New Model Army, rebeldia indomável em SP

Estadão

17 de setembro de 2010 | 08h18

Perdro Antunes

Justin Sullivan já era um cinquentão quando ele e sua banda, o New Model Army, tiveram seus vistos de entrada nos Estados Unidos negados, em 2007. Foi uma reação tardia – e passageira – por parte do governo americano contra os músicos que, em 30 anos de carreira, se acostumaram a alfinetar, direta e indiretamente, a política ianque.

Eles não aprenderam. E, como o tempo mostrou, nem precisaram. O último disco dos ingleses, “Today Is a Good Day”, de 2009, por exemplo, foi produzido em meio ao colapso de Wall Street do ano anterior, cuja faixa de abertura, homônima, celebra o declínio da economia americana.

“Eles tinham reivindicado a vitória/ Eles parecem tão idiotas agora”, são algumas das palavras ácidas que saem da boca de Sullivan na canção. Nem a nova alfinetada proibiu o New Model Army de voltar aos Estados Unidos na turnê de celebração do 30º aniversário da banda.
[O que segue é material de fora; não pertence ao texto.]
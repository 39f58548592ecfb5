use std::sync::Arc;

use bevy_ecs::resource::Resource;

use crate::alliance::{self, AllianceCommand, AllianceRegistry};
use crate::config::GuardConfig;
use crate::gate::{DamageEvent, DamageGate, DamageVerdict};
use crate::host::HostWorld;
use crate::id::{PlayerId, StructureId};
use crate::protection::ProtectionTracker;
use crate::raid::{BreachOutcome, PollReport, RaidMonitor};

/// Entry point for every host event.
///
/// Cheap to clone: all stores are shared handles, so the scheduler tick and
/// the host's damage pass can hold their own copy.
#[derive(Resource, Clone)]
pub struct RaidGuard {
    config: Arc<GuardConfig>,
    host: Arc<dyn HostWorld>,
    alliances: Arc<AllianceRegistry>,
    raids: Arc<RaidMonitor>,
    protection: Arc<ProtectionTracker>,
}

impl RaidGuard {
    pub fn new(
        host: Arc<dyn HostWorld>,
        config: GuardConfig,
        alliances: Arc<AllianceRegistry>,
    ) -> Self {
        let config = config.validated();
        Self {
            raids: Arc::new(RaidMonitor::new(&config)),
            protection: Arc::new(ProtectionTracker::new()),
            config: Arc::new(config),
            host,
            alliances,
        }
    }

    pub fn config(&self) -> &GuardConfig {
        &self.config
    }

    pub fn host(&self) -> &dyn HostWorld {
        self.host.as_ref()
    }

    pub fn alliances(&self) -> &AllianceRegistry {
        &self.alliances
    }

    pub fn raids(&self) -> &RaidMonitor {
        &self.raids
    }

    pub fn protection(&self) -> &ProtectionTracker {
        &self.protection
    }

    // -- Host events --------------------------------------------------------

    /// Only engine-made breaches start monitoring, and only with raid guarding
    /// switched on.
    pub fn on_siege_breached(
        &self,
        attacker: PlayerId,
        structure: StructureId,
        via_engine: bool,
    ) -> BreachOutcome {
        if !self.config.raid_guard || !via_engine {
            return BreachOutcome::Ignored;
        }
        self.raids
            .on_siege_breached(self.host(), &self.alliances, attacker, structure)
    }

    pub fn on_damage_event(&self, event: &DamageEvent) -> DamageVerdict {
        self.gate().assess(event)
    }

    pub fn on_player_connected(&self, player: PlayerId) -> bool {
        self.alliances.on_player_connected(player)
    }

    pub fn execute_command(&self, caller: PlayerId, command: &AllianceCommand) -> String {
        alliance::execute(&self.alliances, self.host(), caller, command)
    }

    /// One scheduler step of the raid monitor.
    pub fn poll(&self) -> PollReport {
        self.raids.poll(self.host(), self.config.units_per_tick)
    }

    fn gate(&self) -> DamageGate<'_> {
        DamageGate {
            config: &self.config,
            host: self.host(),
            alliances: &self.alliances,
            raids: &self.raids,
            protection: &self.protection,
        }
    }
}
#![allow(dead_code)]

use std::sync::Arc;

use raid_guard::testutil::{FakeHost, Territory};
use raid_guard::{AllianceRegistry, ClanId, GuardConfig, PlayerId, RaidGuard, StructureId};

/// A castle, its owner's clan and a raiding clan.
pub struct Siege {
    pub host: Arc<FakeHost>,
    pub guard: RaidGuard,
    pub castle: StructureId,
    pub territory: Territory,
    pub home: ClanId,
    pub away: ClanId,
    pub owner: PlayerId,
    pub raider: PlayerId,
}

pub fn siege(config: GuardConfig) -> Siege {
    let host = Arc::new(FakeHost::new());
    let home = host.add_clan(10, "Home");
    let away = host.add_clan(20, "Away");
    let owner = host.add_player(1, "Owner", Some(home));
    let raider = host.add_player(2, "Raider", Some(away));
    let territory = Territory::new((0, 0), (20, 20));
    let castle = host.add_structure(100, owner, territory);
    let registry = Arc::new(AllianceRegistry::in_memory(&config));
    let guard = RaidGuard::new(host.clone(), config, registry);
    Siege {
        host,
        guard,
        castle,
        territory,
        home,
        away,
        owner,
        raider,
    }
}

pub fn raid_config() -> GuardConfig {
    GuardConfig {
        raid_guard: true,
        ..GuardConfig::default()
    }
}

/// Poll until the current sweep completes.
pub fn sweep(guard: &RaidGuard) {
    for _ in 0..64 {
        if guard.poll().sweep_completed || !guard.raids().is_running() {
            return;
        }
    }
    panic!("sweep did not complete");
}
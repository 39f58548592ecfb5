use std::fmt;

use serde::{Deserialize, Serialize};

/// Generates an opaque identity token backed by a host-assigned `u64`.
///
/// Tokens are stable across ticks and process restarts; they never carry an
/// engine handle, so every use must be re-resolved through the host.
macro_rules! identity {
    ($name:ident, $doc:expr) => {
        #[doc = $doc]
        #[derive(
            Debug, Clone, Copy, PartialEq, Eq, PartialOrd, Ord, Hash, Serialize, Deserialize,
        )]
        #[serde(transparent)]
        pub struct $name(pub u64);

        impl $name {
            pub fn raw(self) -> u64 {
                self.0
            }
        }

        impl From<u64> for $name {
            fn from(raw: u64) -> Self {
                Self(raw)
            }
        }

        impl fmt::Display for $name {
            fn fmt(&self, f: &mut fmt::Formatter<'_>) -> fmt::Result {
                write!(f, "{}", self.0)
            }
        }
    };
}

identity!(PlayerId, "Stable platform identity of a player.");
identity!(ClanId, "Host identity of a clan.");
identity!(StructureId, "Host identity of a contested structure (and its territory).");
identity!(EngineId, "Host identity of a siege engine.");
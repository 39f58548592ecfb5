use bevy_ecs::resource::Resource;
use bevy_ecs::system::{Res, ResMut};

use crate::guard::RaidGuard;
use crate::time::ServerTime;

/// Guard clock resource: how many ticks ran and the host time seen last.
///
/// The `advance_clock` system updates it at the end of each tick (in
/// `GuardPhase::Last`), so systems see the previous tick's time.
#[derive(Resource, Debug, Default)]
pub struct GuardClock {
    pub last_seen: ServerTime,
    pub tick_count: u64,
}

impl GuardClock {
    pub fn advance(&mut self, now: ServerTime) {
        self.last_seen = now;
        self.tick_count += 1;
    }
}

/// Bevy system that records the host time at the end of a tick.
pub fn advance_clock(mut clock: ResMut<GuardClock>, guard: Res<RaidGuard>) {
    clock.advance(guard.host().server_time());
}
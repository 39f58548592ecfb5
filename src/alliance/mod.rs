//! Owner-keyed alliance groups with player-invite and clan-consent modes.

pub mod book;
pub mod commands;
pub mod registry;

pub use book::AllianceBook;
pub use commands::{AllianceCommand, execute};
pub use registry::{AllianceRegistry, AllianceRules, Recruited};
A cidade escolhida para a estreia não poderia ter sido outra: Nova York, nos dias 3 e 4 de setembro. “Sempre tivemos uma relação engraçada com a América”, conta Sullivan, 54 anos, vocalista e guitarrista da banda, com seu sotaque britânico carregado, diretamente da sua casa, em Bradford, na Inglaterra. A segunda parada da turnê comemorativa é justamente São Paulo, onde tocam nesta sexta e neste sábado, no Citibank Hall.

A terceira passagem promete ser diferente das duas primeiras (em 1991 e 2007). Avessos a reproduzir no palco um material antigo, o New Model Army abre nova exceção nesta série de apresentações – a primeira foi em 2000, quando completou 20 anos na estrada.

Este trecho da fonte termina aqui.